=== Begin Enclosure ===

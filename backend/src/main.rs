//! Backend entry-point: wires REST endpoints, persistence, and OpenAPI docs.

mod server;

use std::env;
use std::net::SocketAddr;

use actix_web::cookie::{Key, SameSite};
use actix_web::web;
use tracing::warn;
use tracing_subscriber::{fmt, EnvFilter};

use backend::domain::signature::PaymentSecret;
use backend::inbound::http::health::HealthState;
use backend::outbound::payments::ProviderCredentials;
use backend::outbound::persistence::{DbPool, PoolConfig};
use reqwest::Url;
use server::{PaymentsConfig, ServerConfig};

const DEFAULT_BIND_ADDR: &str = "0.0.0.0:8080";
const DEFAULT_PROVIDER_URL: &str = "https://api.razorpay.com/v1/";

fn session_key() -> std::io::Result<Key> {
    let key_path =
        env::var("SESSION_KEY_FILE").unwrap_or_else(|_| "/var/run/secrets/session_key".into());
    match std::fs::read(&key_path) {
        Ok(bytes) => Ok(Key::derive_from(&bytes)),
        Err(e) => {
            let allow_dev = env::var("SESSION_ALLOW_EPHEMERAL").ok().as_deref() == Some("1");
            if cfg!(debug_assertions) || allow_dev {
                warn!(path = %key_path, error = %e, "using temporary session key (dev only)");
                Ok(Key::generate())
            } else {
                Err(std::io::Error::other(format!(
                    "failed to read session key at {key_path}: {e}"
                )))
            }
        }
    }
}

/// Read payment provider settings from the environment.
///
/// Requires `PAYMENT_KEY_ID` and `PAYMENT_KEY_SECRET`; the key secret also
/// signs callback payloads. Returns `None` when either is unset, in which
/// case the fixture payment port answers.
fn payments_config() -> std::io::Result<Option<PaymentsConfig>> {
    let (Ok(key_id), Ok(key_secret)) = (
        env::var("PAYMENT_KEY_ID"),
        env::var("PAYMENT_KEY_SECRET"),
    ) else {
        warn!("payment provider credentials unset; payment endpoints use fixtures");
        return Ok(None);
    };

    let base_url = env::var("PAYMENT_PROVIDER_URL")
        .unwrap_or_else(|_| DEFAULT_PROVIDER_URL.into());
    let base_url = Url::parse(&base_url)
        .map_err(|e| std::io::Error::other(format!("invalid PAYMENT_PROVIDER_URL: {e}")))?;

    let secret = PaymentSecret::new(key_secret.clone().into_bytes());
    Ok(Some(PaymentsConfig::new(
        base_url,
        ProviderCredentials { key_id, key_secret },
        secret,
    )))
}

/// Application bootstrap.
#[actix_web::main]
async fn main() -> std::io::Result<()> {
    if let Err(e) = fmt()
        .with_env_filter(EnvFilter::from_default_env())
        .json()
        .try_init()
    {
        warn!(error = %e, "tracing init failed");
    }

    let key = session_key()?;
    let cookie_secure = env::var("SESSION_COOKIE_SECURE")
        .map(|v| v != "0")
        .unwrap_or(true);
    let bind_addr: SocketAddr = env::var("BIND_ADDR")
        .unwrap_or_else(|_| DEFAULT_BIND_ADDR.into())
        .parse()
        .map_err(|e| std::io::Error::other(format!("invalid BIND_ADDR: {e}")))?;

    let mut config = ServerConfig::new(key, cookie_secure, SameSite::Lax, bind_addr);

    match env::var("DATABASE_URL") {
        Ok(database_url) => {
            let pool = DbPool::new(PoolConfig::new(database_url))
                .await
                .map_err(|e| std::io::Error::other(format!("database pool failed: {e}")))?;
            config = config.with_db_pool(pool);
        }
        Err(_) => warn!("DATABASE_URL unset; serving fixture data"),
    }

    if let Some(payments) = payments_config()? {
        config = config.with_payments(payments);
    }

    let health_state = web::Data::new(HealthState::new());
    let server = server::create_server(health_state, config)?;
    server.await
}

=== End Enclosure ===

ACTIVITY: Exactly reproduce all of the entries above.

REPLY TO THE TASK:
filename backend/src/main.rs
//! Backend entry-point: wires REST endpoints, persistence, and OpenAPI docs.

mod server;

use std::env;
use std::net::SocketAddr;

use actix_web::cookie::{Key, SameSite};
use actix_web::web;
use tracing::warn;
use tracing_subscriber::{fmt, EnvFilter};

use backend::domain::signature::PaymentSecret;
use backend::inbound::http::health::HealthState;
use backend::outbound::payments::ProviderCredentials;
use backend::outbound::persistence::{DbPool, PoolConfig};
use reqwest::Url;
use server::{PaymentsConfig, ServerConfig};

const DEFAULT_BIND_ADDR: &str = "0.0.0.0:8080";
const DEFAULT_PROVIDER_URL: &str = "https://api.razorpay.com/v1/";

fn session_key() -> std::io::Result<Key> {
    let key_path =
        env::var("SESSION_KEY_FILE").unwrap_or_else(|_| "/var/run/secrets/session_key".into());
    match std::fs::read(&key_path) {
        Ok(bytes) => Ok(Key::derive_from(&bytes)),
        Err(e) => {
            let allow_dev = env::var("SESSION_ALLOW_EPHEMERAL").ok().as_deref() == Some("1");
            if cfg!(debug_assertions) || allow_dev {
                warn!(path = %key_path, error = %e, "using temporary session key (dev only)");
                Ok(Key::generate())
            } else {
                Err(std::io::Error::other(format!(
                    "failed to read session key at {key_path}: {e}"
                )))
            }
        }
    }
}

/// Read payment provider settings from the environment.
///
/// Requires `PAYMENT_KEY_ID` and `PAYMENT_KEY_SECRET`; the key secret also
/// signs callback payloads. Returns `None` when either is unset, in which
/// case the fixture payment port answers.
fn payments_config() -> std::io::Result<Option<PaymentsConfig>> {
    let (Ok(key_id), Ok(key_secret)) = (
        env::var("PAYMENT_KEY_ID"),
        env::var("PAYMENT_KEY_SECRET"),
    ) else {
        warn!("payment provider credentials unset; payment endpoints use fixtures");
        return Ok(None);
    };

    let base_url = env::var("PAYMENT_PROVIDER_URL")
        .unwrap_or_else(|_| DEFAULT_PROVIDER_URL.into());
    let base_url = Url::parse(&base_url)
        .map_err(|e| std::io::Error::other(format!("invalid PAYMENT_PROVIDER_URL: {e}")))?;

    let secret = PaymentSecret::new(key_secret.clone().into_bytes());
    Ok(Some(PaymentsConfig::new(
        base_url,
        ProviderCredentials { key_id, key_secret },
        secret,
    )))
}

/// Application bootstrap.
#[actix_web::main]
async fn main() -> std::io::Result<()> {
    if let Err(e) = fmt()
        .with_env_filter(EnvFilter::from_default_env())
        .json()
        .try_init()
    {
        warn!(error = %e, "tracing init failed");
    }

    let key = session_key()?;
    let cookie_secure = env::var("SESSION_COOKIE_SECURE")
        .map(|v| v != "0")
        .unwrap_or(true);
    let bind_addr: SocketAddr = env::var("BIND_ADDR")
        .unwrap_or_else(|_| DEFAULT_BIND_ADDR.into())
        .parse()
        .map_err(|e| std::io::Error::other(format!("invalid BIND_ADDR: {e}")))?;

    let mut config = ServerConfig::new(key, cookie_secure, SameSite::Lax, bind_addr);

    match env::var("DATABASE_URL") {
        Ok(database_url) => {
            let pool = DbPool::new(PoolConfig::new(database_url))
                .await
                .map_err(|e| std::io::Error::other(format!("database pool failed: {e}")))?;
            config = config.with_db_pool(pool);
        }
        Err(_) => warn!("DATABASE_URL unset; serving fixture data"),
    }

    if let Some(payments) = payments_config()? {
        config = config.with_payments(payments);
    }

    let health_state = web::Data::new(HealthState::new());
    let server = server::create_server(health_state, config)?;
    server.await
}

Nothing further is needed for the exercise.